_Exercise aim_:
Report each line from the listing that the string "level" appears in.

_Data extract_:
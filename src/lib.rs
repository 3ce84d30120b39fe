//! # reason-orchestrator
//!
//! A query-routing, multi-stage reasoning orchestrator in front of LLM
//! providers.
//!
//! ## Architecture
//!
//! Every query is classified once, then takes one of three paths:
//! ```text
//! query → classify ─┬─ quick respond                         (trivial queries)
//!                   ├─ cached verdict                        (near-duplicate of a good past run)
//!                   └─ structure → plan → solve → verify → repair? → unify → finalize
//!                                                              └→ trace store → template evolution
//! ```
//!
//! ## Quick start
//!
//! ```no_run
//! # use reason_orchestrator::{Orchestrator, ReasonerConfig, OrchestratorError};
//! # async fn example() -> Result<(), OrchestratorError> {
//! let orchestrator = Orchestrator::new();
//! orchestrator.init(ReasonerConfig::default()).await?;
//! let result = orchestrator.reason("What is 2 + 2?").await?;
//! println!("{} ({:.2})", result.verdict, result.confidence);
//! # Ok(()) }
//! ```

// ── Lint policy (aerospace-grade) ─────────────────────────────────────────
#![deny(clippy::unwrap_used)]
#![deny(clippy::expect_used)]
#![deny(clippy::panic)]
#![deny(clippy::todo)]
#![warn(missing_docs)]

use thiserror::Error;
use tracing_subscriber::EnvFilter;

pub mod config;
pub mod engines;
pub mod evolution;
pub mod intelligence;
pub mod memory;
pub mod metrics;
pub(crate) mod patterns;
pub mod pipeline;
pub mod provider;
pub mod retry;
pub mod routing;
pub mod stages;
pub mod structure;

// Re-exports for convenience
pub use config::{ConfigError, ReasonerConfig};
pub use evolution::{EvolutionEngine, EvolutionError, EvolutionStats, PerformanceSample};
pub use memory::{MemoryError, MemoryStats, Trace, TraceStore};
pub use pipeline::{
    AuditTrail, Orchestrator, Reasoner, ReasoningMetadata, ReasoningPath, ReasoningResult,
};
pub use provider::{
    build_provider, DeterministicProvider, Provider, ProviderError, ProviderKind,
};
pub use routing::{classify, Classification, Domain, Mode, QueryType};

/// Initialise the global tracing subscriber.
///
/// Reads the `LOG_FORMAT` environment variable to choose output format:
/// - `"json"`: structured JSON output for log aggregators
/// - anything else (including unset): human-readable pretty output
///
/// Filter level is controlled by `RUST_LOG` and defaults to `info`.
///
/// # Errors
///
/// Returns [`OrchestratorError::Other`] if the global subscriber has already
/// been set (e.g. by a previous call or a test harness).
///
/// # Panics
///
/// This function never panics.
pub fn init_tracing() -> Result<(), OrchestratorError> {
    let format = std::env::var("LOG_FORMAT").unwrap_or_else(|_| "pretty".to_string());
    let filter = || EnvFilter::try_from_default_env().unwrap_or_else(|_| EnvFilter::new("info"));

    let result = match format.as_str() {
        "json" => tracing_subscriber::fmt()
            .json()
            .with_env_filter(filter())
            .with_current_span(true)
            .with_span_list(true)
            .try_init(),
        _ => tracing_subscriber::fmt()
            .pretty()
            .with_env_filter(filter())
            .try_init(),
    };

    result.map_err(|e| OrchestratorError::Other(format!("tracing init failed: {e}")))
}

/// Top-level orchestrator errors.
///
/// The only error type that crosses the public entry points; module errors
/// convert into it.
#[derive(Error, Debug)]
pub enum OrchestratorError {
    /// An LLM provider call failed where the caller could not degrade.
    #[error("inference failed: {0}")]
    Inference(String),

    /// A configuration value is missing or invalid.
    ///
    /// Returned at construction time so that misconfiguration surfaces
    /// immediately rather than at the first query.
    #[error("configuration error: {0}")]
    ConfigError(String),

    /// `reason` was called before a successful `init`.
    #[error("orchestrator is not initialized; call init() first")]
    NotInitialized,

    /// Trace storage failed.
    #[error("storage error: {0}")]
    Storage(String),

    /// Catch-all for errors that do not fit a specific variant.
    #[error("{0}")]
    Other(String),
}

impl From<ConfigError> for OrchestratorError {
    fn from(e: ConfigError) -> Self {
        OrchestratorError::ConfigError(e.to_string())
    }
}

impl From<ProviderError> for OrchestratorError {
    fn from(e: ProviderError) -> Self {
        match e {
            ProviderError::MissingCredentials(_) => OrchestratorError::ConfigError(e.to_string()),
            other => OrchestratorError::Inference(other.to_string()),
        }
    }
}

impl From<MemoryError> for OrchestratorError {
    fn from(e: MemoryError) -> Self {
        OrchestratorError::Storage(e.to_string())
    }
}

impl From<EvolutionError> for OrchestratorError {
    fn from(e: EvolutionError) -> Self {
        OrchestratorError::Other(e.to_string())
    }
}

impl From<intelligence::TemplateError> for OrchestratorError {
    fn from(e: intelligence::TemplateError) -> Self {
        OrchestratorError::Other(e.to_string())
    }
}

_Result_:
/// Filter level is controlled by `RUST_LOG` and defaults to `info`.
/// Top-level orchestrator errors.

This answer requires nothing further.